» **Exercise prompt**: What you return should be each line of the data containing the string "with".

» **Information supplied**:

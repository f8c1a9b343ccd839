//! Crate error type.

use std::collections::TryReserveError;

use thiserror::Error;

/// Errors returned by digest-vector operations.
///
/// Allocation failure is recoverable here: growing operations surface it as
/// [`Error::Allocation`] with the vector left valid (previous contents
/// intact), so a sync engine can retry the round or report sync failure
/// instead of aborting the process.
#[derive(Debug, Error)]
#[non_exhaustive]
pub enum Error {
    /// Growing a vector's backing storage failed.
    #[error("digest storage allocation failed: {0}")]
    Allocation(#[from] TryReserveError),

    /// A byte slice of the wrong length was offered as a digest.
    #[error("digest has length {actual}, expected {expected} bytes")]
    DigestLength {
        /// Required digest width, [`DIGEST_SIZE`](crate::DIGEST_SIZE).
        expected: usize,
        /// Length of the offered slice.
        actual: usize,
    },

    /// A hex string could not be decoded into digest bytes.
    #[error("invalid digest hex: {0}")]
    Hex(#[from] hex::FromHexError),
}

* * *

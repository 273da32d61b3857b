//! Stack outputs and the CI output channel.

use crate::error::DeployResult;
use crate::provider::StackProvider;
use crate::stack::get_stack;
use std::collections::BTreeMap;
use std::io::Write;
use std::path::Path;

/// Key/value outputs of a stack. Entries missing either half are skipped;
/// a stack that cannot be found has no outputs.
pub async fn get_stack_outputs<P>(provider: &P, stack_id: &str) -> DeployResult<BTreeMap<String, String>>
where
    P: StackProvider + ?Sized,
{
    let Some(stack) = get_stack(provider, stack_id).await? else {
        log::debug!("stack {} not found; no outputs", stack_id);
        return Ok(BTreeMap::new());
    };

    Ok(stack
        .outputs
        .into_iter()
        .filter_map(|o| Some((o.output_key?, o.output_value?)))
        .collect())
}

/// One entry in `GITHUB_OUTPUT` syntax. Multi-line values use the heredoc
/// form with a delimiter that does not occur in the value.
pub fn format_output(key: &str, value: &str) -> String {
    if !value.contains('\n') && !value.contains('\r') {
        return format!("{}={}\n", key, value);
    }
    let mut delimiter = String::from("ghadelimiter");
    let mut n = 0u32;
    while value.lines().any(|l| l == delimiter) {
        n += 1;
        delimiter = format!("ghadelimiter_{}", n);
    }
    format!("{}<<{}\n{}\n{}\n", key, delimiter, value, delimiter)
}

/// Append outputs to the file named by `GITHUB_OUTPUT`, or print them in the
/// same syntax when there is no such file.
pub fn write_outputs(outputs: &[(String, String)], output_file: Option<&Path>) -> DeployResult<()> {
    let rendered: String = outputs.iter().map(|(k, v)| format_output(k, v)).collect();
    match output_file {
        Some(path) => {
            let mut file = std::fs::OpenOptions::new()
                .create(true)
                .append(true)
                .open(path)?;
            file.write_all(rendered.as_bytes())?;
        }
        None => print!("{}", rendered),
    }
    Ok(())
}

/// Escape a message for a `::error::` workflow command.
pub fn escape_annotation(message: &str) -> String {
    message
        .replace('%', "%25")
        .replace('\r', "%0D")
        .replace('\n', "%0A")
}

» **Answer to this task**:
/// [`Error::Allocation`] with the vector left valid (previous contents
/// form with a delimiter that does not occur in the value.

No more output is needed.